[Start of Attachment]

use std::sync::Arc;

use schemars::JsonSchema;
use serde::{Deserialize, Serialize};
use tracing::info;

use crate::error::PipelineResult;
use crate::llm::{LanguageModel, Message};
use crate::summarize::parser::StructuredParser;
use crate::summarize::Summary;

/// Article skeleton.
#[derive(Debug, Clone, PartialEq, Serialize, Deserialize, JsonSchema)]
pub struct Outline {
    /// Working title of the article.
    pub title: String,
    /// Sections in reading order.
    pub sections: Vec<OutlineSection>,
}

#[derive(Debug, Clone, PartialEq, Serialize, Deserialize, JsonSchema)]
pub struct OutlineSection {
    /// Section heading.
    pub heading: String,
    /// Talking points the section should cover.
    #[serde(default)]
    pub points: Vec<String>,
}

#[derive(Debug, Clone, PartialEq, Serialize, Deserialize)]
pub struct QuestionAnswer {
    pub question: String,
    pub answer: String,
}

const SYSTEM_PROMPT: &str = "You are an experienced editor who plans long-form articles. \
You build outlines that are original, well ordered and grounded in the research provided.";

pub struct OutlineGenerator {
    topic: String,
    llm: Arc<dyn LanguageModel>,
    /// Expert Q&A to weave into the outline. Built only from the topic, so
    /// it starts empty; interview output is not fed in here.
    pub questions_and_answers: Option<Vec<QuestionAnswer>>,
    parser: StructuredParser<Outline>,
}

impl OutlineGenerator {
    pub fn new(topic: impl Into<String>, llm: Arc<dyn LanguageModel>) -> Self {
        Self {
            topic: topic.into(),
            llm,
            questions_and_answers: None,
            parser: StructuredParser::new(),
        }
    }

    pub async fn generate_outline(&self, summaries: &[Summary]) -> PipelineResult<Outline> {
        let bodies: Vec<_> = summaries.iter().map(|s| &s.content).collect();
        let serialized = serde_json::to_string_pretty(&bodies).unwrap_or_else(|_| "[]".to_string());

        let mut prompt = format!(
            "Create a detailed outline for an article about \"{}\".\n\n\
             Research summaries of the top search results:\n{}\n",
            self.topic, serialized
        );
        if let Some(qa) = self.questions_and_answers.as_deref().filter(|qa| !qa.is_empty()) {
            prompt.push_str("\nExpert interview:\n");
            for pair in qa {
                prompt.push_str(&format!("Q: {}\nA: {}\n", pair.question, pair.answer));
            }
        }
        prompt.push('\n');
        prompt.push_str(&self.parser.format_instructions());

        let reply = self
            .llm
            .chat(&[Message::system(SYSTEM_PROMPT), Message::user(prompt)])
            .await?;
        let outline = self.parser.parse(&reply)?;

        info!(
            topic = %self.topic,
            title = %outline.title,
            sections = outline.sections.len(),
            "outline generated"
        );
        Ok(outline)
    }
}
use std::time::Duration;

use anyhow::{bail, Context, Result};

use crate::summarize::splitter::ChunkConfig;

/// SerpAPI settings. The credential lives here and is handed to the
/// collector at construction; nothing is exported into the process env.
#[derive(Debug, Clone)]
pub struct SearchConfig {
    pub api_key: String,
    pub base_url: String,
    pub num_results: u32,
    /// Upper bound on scraped text kept per page, in chars.
    pub max_document_chars: usize,
    pub fetch_timeout: Duration,
}

#[derive(Debug, Clone)]
pub struct LlmConfig {
    pub base_url: String,
    pub model: String,
    pub embedding_model: String,
    pub api_key: Option<String>,
    pub temperature: f32,
    pub max_tokens: u32,
    pub timeout: Duration,
}

#[derive(Debug, Clone)]
pub struct PipelineConfig {
    pub search: SearchConfig,
    pub llm: LlmConfig,
    pub chunking: ChunkConfig,
    pub max_concurrent_summaries: usize,
    pub retrieval_k: usize,
}

impl PipelineConfig {
    pub fn from_env() -> Result<Self> {
        Self::from_lookup(|key| dotenv::var(key).ok().filter(|v| !v.is_empty()))
    }

    /// Build the config from an arbitrary key lookup (env, test map, ...).
    pub fn from_lookup<F>(get: F) -> Result<Self>
    where
        F: Fn(&str) -> Option<String>,
    {
        let Some(api_key) = get("SERPAPI_API_KEY") else {
            bail!("SERPAPI_API_KEY required");
        };

        let search = SearchConfig {
            api_key,
            base_url: get("SERPAPI_BASE_URL").unwrap_or_else(|| "https://serpapi.com".to_string()),
            num_results: parse_or(&get, "SEARCH_RESULTS", 5)?,
            max_document_chars: parse_or(&get, "MAX_DOCUMENT_CHARS", 40_000)?,
            fetch_timeout: Duration::from_secs(parse_or(&get, "FETCH_TIMEOUT_SECS", 20)?),
        };

        let model = get("LLM_MODEL").unwrap_or_else(|| "gpt-4o-mini".to_string());
        let llm = LlmConfig {
            base_url: get("LLM_BASE_URL")
                .unwrap_or_else(|| "https://api.openai.com/v1".to_string()),
            embedding_model: get("LLM_EMBEDDING_MODEL")
                .unwrap_or_else(|| "text-embedding-3-small".to_string()),
            model,
            api_key: get("LLM_API_KEY"),
            temperature: parse_or(&get, "LLM_TEMPERATURE", 0.0)?,
            max_tokens: parse_or(&get, "LLM_MAX_TOKENS", 2048)?,
            timeout: Duration::from_secs(parse_or(&get, "LLM_TIMEOUT_SECS", 120)?),
        };

        let max_concurrent_summaries: usize = parse_or(&get, "MAX_CONCURRENT_SUMMARIES", 4)?;
        let retrieval_k: usize = parse_or(&get, "RETRIEVAL_K", 3)?;
        if max_concurrent_summaries == 0 {
            bail!("MAX_CONCURRENT_SUMMARIES must be at least 1");
        }

        Ok(Self {
            search,
            llm,
            chunking: ChunkConfig::default(),
            max_concurrent_summaries,
            retrieval_k,
        })
    }
}

fn parse_or<F, T>(get: &F, key: &str, default: T) -> Result<T>
where
    F: Fn(&str) -> Option<String>,
    T: std::str::FromStr,
    T::Err: std::error::Error + Send + Sync + 'static,
{
    match get(key) {
        Some(raw) => raw
            .trim()
            .parse::<T>()
            .with_context(|| format!("invalid value for {}: {:?}", key, raw)),
        None => Ok(default),
    }
}
use std::collections::HashMap;

use tokio::sync::RwLock;

use crate::article::{GenerateOutput, GeneratedImage};
use crate::collect::types::Document;
use crate::error::PipelineError;
use crate::pipeline::{GenerateRequest, SummarizeOutput};
use crate::summarize::Summary;

#[derive(Debug, Clone, Copy, PartialEq, Eq, Default)]
pub enum Stage {
    #[default]
    Idle,
    Summarizing,
    Summarized,
    Generating,
    Generated,
}

/// What a user sees for one channel.
#[derive(Debug, Clone, Default, PartialEq)]
pub struct Session {
    pub topic: String,
    pub summaries: Vec<Summary>,
    pub documents: Vec<Document>,
    pub interview_questions: String,
    pub interview_answers: String,
    pub generated_content: String,
    pub generated_image: Option<GeneratedImage>,
    pub generated_prompt: Option<String>,
    pub last_error: Option<String>,
    pub stage: Stage,
    /// Bumped by every clear and every new summarize; results from an
    /// older epoch are dropped.
    epoch: u64,
    /// Stage the session rests in once nothing is running.
    settled: Stage,
    summarizing: bool,
    /// Sequence of the latest generate; only that one may write back.
    latest_generate: Option<u64>,
    next_generate: u64,
}

/// Proof that an action was started, used to write its result back.
#[derive(Debug, Clone, Copy, PartialEq, Eq)]
pub struct Ticket {
    epoch: u64,
    generate: Option<u64>,
}

impl Session {
    /// Reset every field to its empty default.
    pub fn clear(&mut self) {
        let epoch = self.epoch + 1;
        *self = Session {
            epoch,
            ..Session::default()
        };
    }

    /// Start a new research run. Everything from the previous topic is
    /// discarded.
    pub fn begin_summarize(&mut self, topic: &str) -> Ticket {
        self.clear();
        self.topic = topic.trim().to_string();
        self.summarizing = true;
        self.settle();
        Ticket {
            epoch: self.epoch,
            generate: None,
        }
    }

    /// Returns false if the session moved on since the ticket was issued.
    pub fn finish_summarize(&mut self, ticket: Ticket, output: SummarizeOutput) -> bool {
        if !self.accepts(ticket) {
            return false;
        }
        self.documents = output.documents;
        self.summaries = output.summaries;
        self.interview_questions = output.interview_questions;
        self.last_error = None;
        self.summarizing = false;
        self.settled = Stage::Summarized;
        self.settle();
        true
    }

    /// Snapshot the fields generate reads. There is no stage check: an idle
    /// session generates from empty material. A newer generate supersedes
    /// any still running.
    pub fn begin_generate(&mut self) -> (Ticket, GenerateRequest) {
        self.next_generate += 1;
        self.latest_generate = Some(self.next_generate);
        self.settle();
        let ticket = Ticket {
            epoch: self.epoch,
            generate: self.latest_generate,
        };
        let request = GenerateRequest {
            topic: self.topic.clone(),
            documents: self.documents.clone(),
            summaries: self.summaries.clone(),
        };
        (ticket, request)
    }

    pub fn finish_generate(&mut self, ticket: Ticket, output: GenerateOutput) -> bool {
        if !self.accepts(ticket) {
            return false;
        }
        self.generated_content = output.content;
        self.generated_image = output.image;
        self.generated_prompt = output.prompt;
        self.last_error = None;
        self.latest_generate = None;
        self.settled = Stage::Generated;
        self.settle();
        true
    }

    /// Record a failed action and go back to the last settled stage.
    pub fn fail(&mut self, ticket: Ticket, error: &PipelineError) -> bool {
        if !self.accepts(ticket) {
            return false;
        }
        self.last_error = Some(error.to_string());
        match ticket.generate {
            Some(_) => self.latest_generate = None,
            None => self.summarizing = false,
        }
        self.settle();
        true
    }

    fn accepts(&self, ticket: Ticket) -> bool {
        if ticket.epoch != self.epoch {
            return false;
        }
        match ticket.generate {
            Some(seq) => self.latest_generate == Some(seq),
            None => self.summarizing,
        }
    }

    fn settle(&mut self) {
        self.stage = if self.latest_generate.is_some() {
            Stage::Generating
        } else if self.summarizing {
            Stage::Summarizing
        } else {
            self.settled
        };
    }
}

/// Sessions keyed by Discord channel id.
#[derive(Default)]
pub struct SessionStore {
    sessions: RwLock<HashMap<u64, Session>>,
}

impl SessionStore {
    pub fn new() -> Self {
        Self::default()
    }

    pub async fn snapshot(&self, channel: u64) -> Session {
        self.sessions
            .read()
            .await
            .get(&channel)
            .cloned()
            .unwrap_or_default()
    }

    /// Run `f` against the channel's session, creating it if needed.
    pub async fn update<R>(&self, channel: u64, f: impl FnOnce(&mut Session) -> R) -> R {
        let mut sessions = self.sessions.write().await;
        f(sessions.entry(channel).or_default())
    }

    pub async fn clear(&self, channel: u64) {
        self.update(channel, Session::clear).await;
    }
}

#[cfg(test)]
mod tests {
    use super::*;
    use crate::pipeline::scheduler::PipelineScheduler;
    use crate::pipeline::{Orchestrator, OrchestratorSettings};
    use crate::testing::{documents, FakeCollector, FakeModel};
    use std::sync::Arc;

    fn summarized(topic: &str, n: usize) -> SummarizeOutput {
        SummarizeOutput {
            documents: documents(topic, n),
            summaries: vec![],
            interview_questions: "1. Why?".to_string(),
        }
    }

    fn generated() -> GenerateOutput {
        GenerateOutput {
            content: "# Article".to_string(),
            image: None,
            prompt: None,
        }
    }

    #[test]
    fn happy_path_walks_every_stage() {
        let mut session = Session::default();
        assert_eq!(session.stage, Stage::Idle);

        let ticket = session.begin_summarize("  Memetics ");
        assert_eq!(session.stage, Stage::Summarizing);
        assert_eq!(session.topic, "Memetics");

        assert!(session.finish_summarize(ticket, summarized("Memetics", 5)));
        assert_eq!(session.stage, Stage::Summarized);
        assert_eq!(session.documents.len(), 5);

        let (ticket, request) = session.begin_generate();
        assert_eq!(session.stage, Stage::Generating);
        assert_eq!(request.topic, "Memetics");
        assert_eq!(request.documents.len(), 5);

        assert!(session.finish_generate(ticket, generated()));
        assert_eq!(session.stage, Stage::Generated);
        assert_eq!(session.generated_content, "# Article");
    }

    fn fill_every_field(s: &mut Session) {
        s.topic = "Memetics".to_string();
        s.summaries = vec![];
        s.documents = documents("Memetics", 2);
        s.interview_questions = "q".to_string();
        s.interview_answers = "a".to_string();
        s.generated_content = "c".to_string();
        s.generated_image = Some(GeneratedImage {
            url: "https://example.com/i.png".to_string(),
            width: 1200,
            height: 630,
        });
        s.generated_prompt = Some("p".to_string());
        s.last_error = Some("e".to_string());
    }

    fn assert_cleared(session: &Session) {
        assert!(session.topic.is_empty());
        assert!(session.summaries.is_empty());
        assert!(session.documents.is_empty());
        assert!(session.interview_questions.is_empty());
        assert!(session.interview_answers.is_empty());
        assert!(session.generated_content.is_empty());
        assert!(session.generated_image.is_none());
        assert!(session.generated_prompt.is_none());
        assert!(session.last_error.is_none());
        assert_eq!(session.stage, Stage::Idle);
    }

    #[tokio::test]
    async fn clear_resets_all_fields_without_backend_calls() {
        let collector = Arc::new(FakeCollector::returning(3));
        let model = Arc::new(FakeModel::scripted());
        let orchestrator = Orchestrator::new(
            collector.clone(),
            model.clone(),
            OrchestratorSettings::default(),
        );
        let scheduler = PipelineScheduler::on_current_runtime(Arc::new(orchestrator));
        let store = SessionStore::new();

        // A finished summarize, then every field populated
        let ticket = store.update(7, |s| s.begin_summarize("Memetics")).await;
        let output = scheduler.submit_summarize("Memetics").join().await.unwrap();
        assert!(store.update(7, |s| s.finish_summarize(ticket, output)).await);
        store.update(7, fill_every_field).await;

        let collector_calls = collector.calls();
        let chat_calls = model.chat_calls();
        let embed_calls = model.embed_calls();
        assert_eq!(collector_calls, 1);

        store.clear(7).await;
        assert_cleared(&store.snapshot(7).await);
        assert_eq!(collector.calls(), collector_calls);
        assert_eq!(model.chat_calls(), chat_calls);
        assert_eq!(model.embed_calls(), embed_calls);
        assert_eq!(scheduler.active_runs(), 0);
    }

    #[tokio::test]
    async fn clear_while_running_discards_the_result() {
        let collector = Arc::new(FakeCollector::returning(2));
        let model = Arc::new(FakeModel::scripted());
        let orchestrator = Orchestrator::new(
            collector.clone(),
            model.clone(),
            OrchestratorSettings::default(),
        );
        let scheduler = PipelineScheduler::on_current_runtime(Arc::new(orchestrator));
        let store = SessionStore::new();

        let ticket = store.update(7, |s| s.begin_summarize("Memetics")).await;
        let handle = scheduler.submit_summarize("Memetics");
        store.clear(7).await;

        let output = handle.join().await.unwrap();
        assert!(!store.update(7, |s| s.finish_summarize(ticket, output)).await);
        assert_cleared(&store.snapshot(7).await);
        assert_eq!(collector.calls(), 1);
        assert_eq!(scheduler.active_runs(), 0);
    }

    #[test]
    fn overlapping_generates_settle_when_the_latest_fails() {
        let mut session = Session::default();
        let ticket = session.begin_summarize("Memetics");
        session.finish_summarize(ticket, summarized("Memetics", 2));

        let (first, _) = session.begin_generate();
        let (second, _) = session.begin_generate();
        assert_eq!(session.stage, Stage::Generating);

        // superseded by the second run
        assert!(!session.finish_generate(first, generated()));
        assert_eq!(session.stage, Stage::Generating);
        assert!(session.generated_content.is_empty());

        assert!(session.fail(second, &PipelineError::Generation("rate limited".to_string())));
        assert_eq!(session.stage, Stage::Summarized);
        assert!(session.last_error.is_some());
    }

    #[test]
    fn late_generate_does_not_overwrite_newer_content() {
        let mut session = Session::default();
        let (first, _) = session.begin_generate();
        let (second, _) = session.begin_generate();

        let mut newer = generated();
        newer.content = "# Newer".to_string();
        assert!(session.finish_generate(second, newer));
        assert!(!session.finish_generate(first, generated()));
        assert!(!session.fail(first, &PipelineError::Generation("late".to_string())));

        assert_eq!(session.generated_content, "# Newer");
        assert_eq!(session.stage, Stage::Generated);
        assert!(session.last_error.is_none());
    }

    #[test]
    fn generate_during_summarize_keeps_both_results() {
        let mut session = Session::default();
        let summarize = session.begin_summarize("Memetics");
        let (generate, request) = session.begin_generate();
        assert!(request.documents.is_empty());
        assert_eq!(session.stage, Stage::Generating);

        assert!(session.finish_summarize(summarize, summarized("Memetics", 2)));
        assert_eq!(session.stage, Stage::Generating);

        assert!(session.fail(generate, &PipelineError::Generation("boom".to_string())));
        assert_eq!(session.stage, Stage::Summarized);
        assert_eq!(session.documents.len(), 2);
    }

    #[test]
    fn summarize_result_is_written_once() {
        let mut session = Session::default();
        let ticket = session.begin_summarize("Memetics");
        assert!(session.finish_summarize(ticket, summarized("Memetics", 2)));
        assert!(!session.fail(ticket, &PipelineError::Generation("late".to_string())));
        assert_eq!(session.stage, Stage::Summarized);
        assert!(session.last_error.is_none());
    }

    #[test]
    fn results_after_clear_are_dropped() {
        let mut session = Session::default();
        let ticket = session.begin_summarize("Memetics");
        session.clear();

        assert!(!session.finish_summarize(ticket, summarized("Memetics", 5)));
        assert!(session.documents.is_empty());
        assert_eq!(session.stage, Stage::Idle);
    }

    #[test]
    fn new_topic_supersedes_running_one() {
        let mut session = Session::default();
        let first = session.begin_summarize("Memetics");
        let second = session.begin_summarize("Sourdough");

        assert!(!session.finish_summarize(first, summarized("Memetics", 3)));
        assert!(session.finish_summarize(second, summarized("Sourdough", 2)));
        assert_eq!(session.topic, "Sourdough");
        assert_eq!(session.documents.len(), 2);
    }

    #[test]
    fn generate_is_allowed_from_idle() {
        let mut session = Session::default();
        let (ticket, request) = session.begin_generate();
        assert!(request.documents.is_empty());
        assert!(request.topic.is_empty());
        assert!(session.finish_generate(ticket, generated()));
        assert_eq!(session.stage, Stage::Generated);
    }

    #[test]
    fn failure_records_error_and_restores_stage() {
        let mut session = Session::default();
        let ticket = session.begin_summarize("Memetics");
        session.finish_summarize(ticket, summarized("Memetics", 2));

        let (ticket, _) = session.begin_generate();
        assert!(session.fail(ticket, &PipelineError::Generation("rate limited".to_string())));
        assert_eq!(session.stage, Stage::Summarized);
        assert!(session.last_error.as_deref().unwrap().contains("rate limited"));
        assert_eq!(session.documents.len(), 2);
    }

    #[test]
    fn interview_answers_do_not_reach_generate() {
        let mut session = Session::default();
        let ticket = session.begin_summarize("Memetics");
        session.finish_summarize(ticket, summarized("Memetics", 1));
        session.interview_answers = "I started in 1998.".to_string();

        let (_, request) = session.begin_generate();
        let serialized = serde_json::to_string(&request).unwrap();
        assert!(!serialized.contains("1998"));
    }
}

[End of Attachment]

The response must contain every line from the listing above in which the string "Duration" appears.

use std::time::Duration;
    pub fetch_timeout: Duration,
    pub timeout: Duration,
            fetch_timeout: Duration::from_secs(parse_or(&get, "FETCH_TIMEOUT_SECS", 20)?),
            timeout: Duration::from_secs(parse_or(&get, "LLM_TIMEOUT_SECS", 120)?),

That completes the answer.